- [Problem to solve]:
Wherever the word "declared" shows up in the data, report the line it sits in.

[Task material — start]

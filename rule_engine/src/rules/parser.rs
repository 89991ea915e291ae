//! Recursive-descent parser for the rule grammar.
//!
//! ```text
//! rule            := complex_object verb predicate
//! complex_object  := object (AND object)*
//! verb            := IS | HAS | MAKE
//! predicate       := object | action        (action only after IS)
//! ```
//!
//! The grammar is LL(1): every decision is made on the next token alone,
//! and a run must parse completely. A grammatical prefix followed by extra
//! words is rejected.

use grid_world::Noun;

use super::{Predicate, Rule, Token, TokenClass, Verb};
use crate::error::{Expected, ParseError};

/// Single-use parser over one run of tokens.
pub struct RuleParser<'a> {
    tokens: &'a [Token],
    pos: usize,
}

impl<'a> RuleParser<'a> {
    pub fn new(tokens: &'a [Token]) -> Self {
        Self { tokens, pos: 0 }
    }

    /// Parse the whole run into one rule. All-or-nothing.
    pub fn parse(mut self) -> Result<Rule, ParseError> {
        if self.tokens.is_empty() {
            return Err(ParseError::EmptyRun);
        }

        let rule = self.rule()?;

        if self.pos < self.tokens.len() {
            return Err(ParseError::TrailingTokens {
                count: self.tokens.len() - self.pos,
                index: self.pos,
            });
        }
        Ok(rule)
    }

    fn rule(&mut self) -> Result<Rule, ParseError> {
        let subjects = self.complex_object()?;
        let verb = self.verb()?;
        let predicate = self.predicate(verb)?;
        Rule::new(subjects, verb, predicate)
    }

    fn complex_object(&mut self) -> Result<Vec<Noun>, ParseError> {
        let mut subjects = vec![self.object()?];
        while matches!(self.peek().map(|t| t.class), Some(TokenClass::Connective)) {
            self.pos += 1;
            subjects.push(self.object()?);
        }
        Ok(subjects)
    }

    fn object(&mut self) -> Result<Noun, ParseError> {
        let token = self.next(Expected::Object)?;
        match token.class {
            TokenClass::Object(noun) => Ok(noun),
            _ => Err(self.mismatch(Expected::Object, token)),
        }
    }

    fn verb(&mut self) -> Result<Verb, ParseError> {
        let token = self.next(Expected::Verb)?;
        match token.class {
            TokenClass::Verb(verb) => Ok(verb),
            _ => Err(self.mismatch(Expected::Verb, token)),
        }
    }

    fn predicate(&mut self, verb: Verb) -> Result<Predicate, ParseError> {
        let token = self.next(Expected::Predicate)?;
        match token.class {
            TokenClass::Object(noun) => Ok(Predicate::Object(noun)),
            TokenClass::Action(action) if verb == Verb::Is => Ok(Predicate::Action(action)),
            TokenClass::Action(action) => Err(ParseError::ActionRequiresIs { verb, action }),
            _ => Err(self.mismatch(Expected::Predicate, token)),
        }
    }

    fn peek(&self) -> Option<&'a Token> {
        self.tokens.get(self.pos)
    }

    /// Consume the next token, failing if the run is exhausted.
    fn next(&mut self, expected: Expected) -> Result<&'a Token, ParseError> {
        let token = self
            .peek()
            .ok_or(ParseError::UnexpectedEnd { expected })?;
        self.pos += 1;
        Ok(token)
    }

    /// Error for a token that was just consumed at the wrong place.
    fn mismatch(&self, expected: Expected, token: &Token) -> ParseError {
        let index = self.pos - 1;
        if token.class == TokenClass::Unknown {
            ParseError::UnknownWord {
                word: token.text.clone(),
                index,
            }
        } else {
            ParseError::UnexpectedToken {
                expected,
                found: token.text.clone(),
                category: token.class.category(),
                index,
            }
        }
    }
}

/// Parse a run of tokens into a rule.
pub fn parse(tokens: &[Token]) -> Result<Rule, ParseError> {
    RuleParser::new(tokens).parse()
}

/// Tokenize and parse a run of words.
pub fn parse_words<I, S>(words: I) -> Result<Rule, ParseError>
where
    I: IntoIterator<Item = S>,
    S: AsRef<str>,
{
    parse(&super::tokenize(words))
}
//! Errors raised by grid construction and mutation.

use thiserror::Error;

use crate::entities::ObjectId;
use crate::mechanics::Position;

/// Result alias for grid operations.
pub type GridResult<T> = Result<T, GridError>;

#[derive(Debug, Clone, PartialEq, Eq, Error)]
pub enum GridError {
    /// The level handed to the core is unusable. Reported once, at load time.
    #[error("malformed level: {0}")]
    MalformedLevel(#[from] MalformedLevel),

    #[error("object {0} is not on the grid")]
    ObjectNotFound(ObjectId),

    #[error("position {0} is outside the grid")]
    OutOfBounds(Position),
}

/// Ways a level can fail validation.
#[derive(Debug, Clone, PartialEq, Eq, Error)]
pub enum MalformedLevel {
    #[error("the level has no cells")]
    Empty,

    #[error("row {row} has {found} cells, expected {expected}")]
    Ragged {
        row: usize,
        expected: usize,
        found: usize,
    },

    #[error("object declared at {position} lies outside a {rows}x{cols} grid")]
    OutOfBounds {
        position: Position,
        rows: usize,
        cols: usize,
    },

    #[error("object declared at {declared} is stored in cell {cell}")]
    PositionMismatch { declared: Position, cell: Position },

    #[error("a {rows}x{cols} grid does not fit the coordinate range")]
    TooLarge { rows: usize, cols: usize },

    #[error("grid holds {found} cells, expected {expected}")]
    CellCount { expected: usize, found: usize },

    #[error("object {0} appears more than once")]
    DuplicateObject(ObjectId),
}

[Task material — finish]

- [Answer space]:
    #[error("object declared at {position} lies outside a {rows}x{cols} grid")]
    #[error("object declared at {declared} is stored in cell {cell}")]
    PositionMismatch { declared: Position, cell: Position },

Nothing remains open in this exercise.